By Ernie Schreiber and Jack Brubaker, Lancaster New Era

Numerous Pennsylvania laws protect the privacy of personal information. But, in these days of identity theft and increased vigilance for terrorists, some state senators believe an additional law is needed.

These senators have introduced a Personal Information and Privacy Protection Act that would establish a new bureau of government to enforce privacy protection.  


Schreiber

Brubaker

The idea behind this proposal is good. The bill that would implement the proposal is flawed.

Senate Bill 700, introduced last May, is sponsored by a number of leading Republican and Democratic senators. Given such sponsors, the bill likely will be considered this session.

This legislation would establish a Bureau of Privacy Protection under the direction of the Attorney General. This bureau would be charged with protecting privacy under state law and responding to consumer complaints regarding privacy protection.

Among other duties, the bureau would inform citizens of ways to protect their privacy and promote nonbinding arbitration or mediation of privacy-related disputes.

Such programs make sense.

But the bill would go further, authorizing the Attorney General to oversee development of privacy policies within each state agency. These policies would limit dissemination by these agencies of personal information.

The legislation states that "personal data shall not be disclosed, made available or otherwise used for purposes other than those specified (in the law), except with the express written consent of the subject of the data" and "personal data collected must be relevant to the purpose for which it is collected."

On first glance, such rules might seem harmless. On first glance, citizens might think it reasonable that government agencies be prohibited from releasing "personal data" that they collect.

But, on further thought, citizens should recognize that the integrity of government depends on the openness of their records to all citizens.

  • Voting records -- a list of names and addresses -- must be available so that anyone can check them to see that no bogus names have been added to the rolls

  • Tax records must be open so that citizens can know who is paying their taxes and who is not.

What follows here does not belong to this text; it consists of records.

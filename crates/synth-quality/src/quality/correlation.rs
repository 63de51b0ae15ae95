use crate::error::Result;
use crate::profiler::ColumnClassifier;
use crate::types::{ColumnProfile, Correlation};
use crate::utils::{column_f64, pearson_pairwise};
use polars::prelude::*;

/// Pairwise Pearson correlation between numeric columns.
pub struct CorrelationAnalyzer;

impl CorrelationAnalyzer {
    /// Pairs `(i, j)` with `i < j` in column order whose |r| exceeds
    /// `threshold`. Undefined coefficients are never reported.
    pub fn strong_correlations(
        df: &DataFrame,
        profiles: &[ColumnProfile],
        threshold: f64,
    ) -> Result<Vec<Correlation>> {
        let names = ColumnClassifier::numeric_names(profiles);
        if names.len() < 2 {
            return Ok(Vec::new());
        }

        let columns: Vec<Vec<Option<f64>>> = names
            .iter()
            .map(|name| column_f64(df, name))
            .collect::<Result<_>>()?;

        let mut correlations = Vec::new();
        for i in 0..names.len() {
            for j in (i + 1)..names.len() {
                let r = pearson_pairwise(&columns[i], &columns[j]);
                // NaN fails the comparison.
                if r.abs() > threshold {
                    correlations.push(Correlation {
                        column_a: names[i].to_string(),
                        column_b: names[j].to_string(),
                        coefficient: r,
                    });
                }
            }
        }

        Ok(correlations)
    }
}
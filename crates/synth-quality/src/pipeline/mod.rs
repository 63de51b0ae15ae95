//! Pipeline module.
//!
//! This module provides the analysis pipeline and its progress reporting.

mod builder;
pub mod progress;

pub use builder::{QualityPipeline, QualityPipelineBuilder};
pub use progress::{AnalysisStage, ClosureProgressReporter, ProgressReporter, ProgressUpdate};
//! Report generation module.
//!
//! - [`TextReport`] / [`render_text_report`]: the human-readable EDA report
//! - [`FeedbackGenerator`]: condensed summary for the dataset generator
//! - [`ReportGenerator`]: timestamped JSON report files

mod feedback;
mod generator;
mod text;

pub use feedback::{DEFAULT_FEEDBACK_FILE, FeedbackGenerator};
pub use generator::{ComprehensiveReport, ReportGenerator};
pub use text::{TextReport, distribution_bar, render_text_report, uniqueness_status};
//! Shared utilities for the analysis stages.

use crate::error::Result;
use polars::prelude::*;

// =============================================================================
// Data Type Utilities
// =============================================================================

/// Check if a DataType is numeric (integer or float).
#[inline]
pub fn is_numeric_dtype(dtype: &DataType) -> bool {
    matches!(
        dtype,
        DataType::Int8
            | DataType::Int16
            | DataType::Int32
            | DataType::Int64
            | DataType::UInt8
            | DataType::UInt16
            | DataType::UInt32
            | DataType::UInt64
            | DataType::Float32
            | DataType::Float64
    )
}

// =============================================================================
// Column Access
// =============================================================================

/// Column values as `f64`, row-aligned, missing as `None`.
pub fn column_f64(df: &DataFrame, name: &str) -> Result<Vec<Option<f64>>> {
    let series = df
        .column(name)?
        .as_materialized_series()
        .cast(&DataType::Float64)?;
    Ok(series.f64()?.into_iter().collect())
}

/// Non-missing column values as `f64`, NaN dropped.
pub fn column_f64_present(df: &DataFrame, name: &str) -> Result<Vec<f64>> {
    Ok(column_f64(df, name)?
        .into_iter()
        .flatten()
        .filter(|v| !v.is_nan())
        .collect())
}

/// Column values rendered as text, row-aligned, missing as `None`.
pub fn column_strings(df: &DataFrame, name: &str) -> Result<Vec<Option<String>>> {
    let series = df
        .column(name)?
        .as_materialized_series()
        .cast(&DataType::String)?;
    Ok(series
        .str()?
        .into_iter()
        .map(|v| v.map(str::to_string))
        .collect())
}

// =============================================================================
// Numeric Helpers
// =============================================================================

/// Linear-interpolated quantile of an ascending slice. Empty input gives 0.
pub fn quantile_sorted(values: &[f64], quantile: f64) -> f64 {
    if values.is_empty() {
        return 0.0;
    }
    let pos = quantile.clamp(0.0, 1.0) * (values.len() as f64 - 1.0);
    let lower = pos.floor() as usize;
    let upper = pos.ceil() as usize;
    if lower == upper {
        return values[lower];
    }
    let weight = pos - lower as f64;
    values[lower] + (values[upper] - values[lower]) * weight
}

pub fn mean(values: &[f64]) -> Option<f64> {
    if values.is_empty() {
        return None;
    }
    Some(values.iter().sum::<f64>() / values.len() as f64)
}

/// Sample standard deviation (n - 1). `None` for fewer than two values.
pub fn sample_std(values: &[f64]) -> Option<f64> {
    if values.len() < 2 {
        return None;
    }
    let mean = mean(values)?;
    let variance =
        values.iter().map(|v| (v - mean).powi(2)).sum::<f64>() / (values.len() as f64 - 1.0);
    Some(variance.sqrt())
}

/// Pearson correlation over rows where both sides are present.
///
/// Returns NaN when fewer than two complete pairs exist or either side has
/// zero variance.
pub fn pearson_pairwise(x: &[Option<f64>], y: &[Option<f64>]) -> f64 {
    let pairs: Vec<(f64, f64)> = x
        .iter()
        .zip(y.iter())
        .filter_map(|(a, b)| match (a, b) {
            (Some(a), Some(b)) if !a.is_nan() && !b.is_nan() => Some((*a, *b)),
            _ => None,
        })
        .collect();

    if pairs.len() < 2 {
        return f64::NAN;
    }

    let n = pairs.len() as f64;
    let mean_x = pairs.iter().map(|(a, _)| a).sum::<f64>() / n;
    let mean_y = pairs.iter().map(|(_, b)| b).sum::<f64>() / n;

    let (mut cov, mut var_x, mut var_y) = (0.0, 0.0, 0.0);
    for (a, b) in &pairs {
        let dx = a - mean_x;
        let dy = b - mean_y;
        cov += dx * dy;
        var_x += dx * dx;
        var_y += dy * dy;
    }

    if var_x == 0.0 || var_y == 0.0 {
        return f64::NAN;
    }
    (cov / (var_x.sqrt() * var_y.sqrt())).clamp(-1.0, 1.0)
}

/// Sort ascending, NaN-safe.
pub fn sort_f64(values: &mut [f64]) {
    values.sort_by(|a, b| a.partial_cmp(b).unwrap_or(std::cmp::Ordering::Equal));
}
//! Condensed quality summary handed back to a dataset generator.

use crate::error::{QualityError, Result};
use crate::reporting::text::column_dtype_lines;
use crate::types::AnalysisResult;
use std::fs;
use std::path::{Path, PathBuf};
use tracing::info;

/// Default file name for [`FeedbackGenerator::save`].
pub const DEFAULT_FEEDBACK_FILE: &str = "eda_feedback_prompt.txt";

pub struct FeedbackGenerator<'a> {
    result: &'a AnalysisResult,
}

impl<'a> FeedbackGenerator<'a> {
    pub fn new(result: &'a AnalysisResult) -> Self {
        Self { result }
    }

    /// Build the feedback text.
    pub fn generate_prompt(&self) -> String {
        let r = self.result;
        let recommendations = if r.recommendations.is_empty() {
            "No major issues detected".to_string()
        } else {
            r.recommendations
                .iter()
                .map(|rec| format!("- {}", rec))
                .collect::<Vec<_>>()
                .join("\n")
        };

        format!(
            "SYNTHETIC DATASET QUALITY ANALYSIS REPORT\n\
             \n\
             Dataset Overview:\n\
             - Shape: {} rows × {} columns\n\
             - Overall Quality Score: {:.1}%\n\
             - Completeness: {:.1}%\n\
             - Missing Values: {}\n\
             - Duplicate Rows: {}\n\
             - Consistency Issues: {}\n\
             - Range Issues: {}\n\
             \n\
             Column Information:\n\
             {}\n\
             \n\
             Key Issues Found:\n\
             {}\n",
            r.basic_info.rows,
            r.basic_info.columns,
            r.quality_scores.overall,
            r.quality_scores.completeness,
            r.quality_assessment.total_missing,
            r.quality_assessment.duplicate_count,
            r.consistency_issues.len(),
            r.range_issues.len(),
            column_dtype_lines(&r.column_info),
            recommendations,
        )
    }

    /// Write the feedback text to `path`, creating parent directories.
    pub fn save(&self, path: impl AsRef<Path>) -> Result<PathBuf> {
        let path = path.as_ref();
        if let Some(parent) = path.parent().filter(|p| !p.as_os_str().is_empty()) {
            fs::create_dir_all(parent).map_err(|e| {
                QualityError::ReportWriteFailed(format!("{}: {}", parent.display(), e))
            })?;
        }
        fs::write(path, self.generate_prompt()).map_err(|e| {
            QualityError::ReportWriteFailed(format!("{}: {}", path.display(), e))
        })?;

        info!("Feedback prompt saved to '{}'", path.display());
        Ok(path.to_path_buf())
    }
}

  • Government contracts must be open so that citizens know who is getting business from government and what they are being paid.

  • Government payrolls must be open so that citizens know how much they are paying officials to do their jobs

The list goes on and on.

To be clear: Senate Bill 700 does have value to the extent that it targets identity theft and identity fraud as pernicious crimes.

But the measure, as written, goes far beyond prosecution of identity theft. Inadvertantly, we believe, it would open the door to massive government secrecy, the sort of secrecy that one would expect in a 1950s Communist state, not American democracy.

Undoubtedly, this is not the intent of those who drafted the bill, but it is what the words on paper state at present.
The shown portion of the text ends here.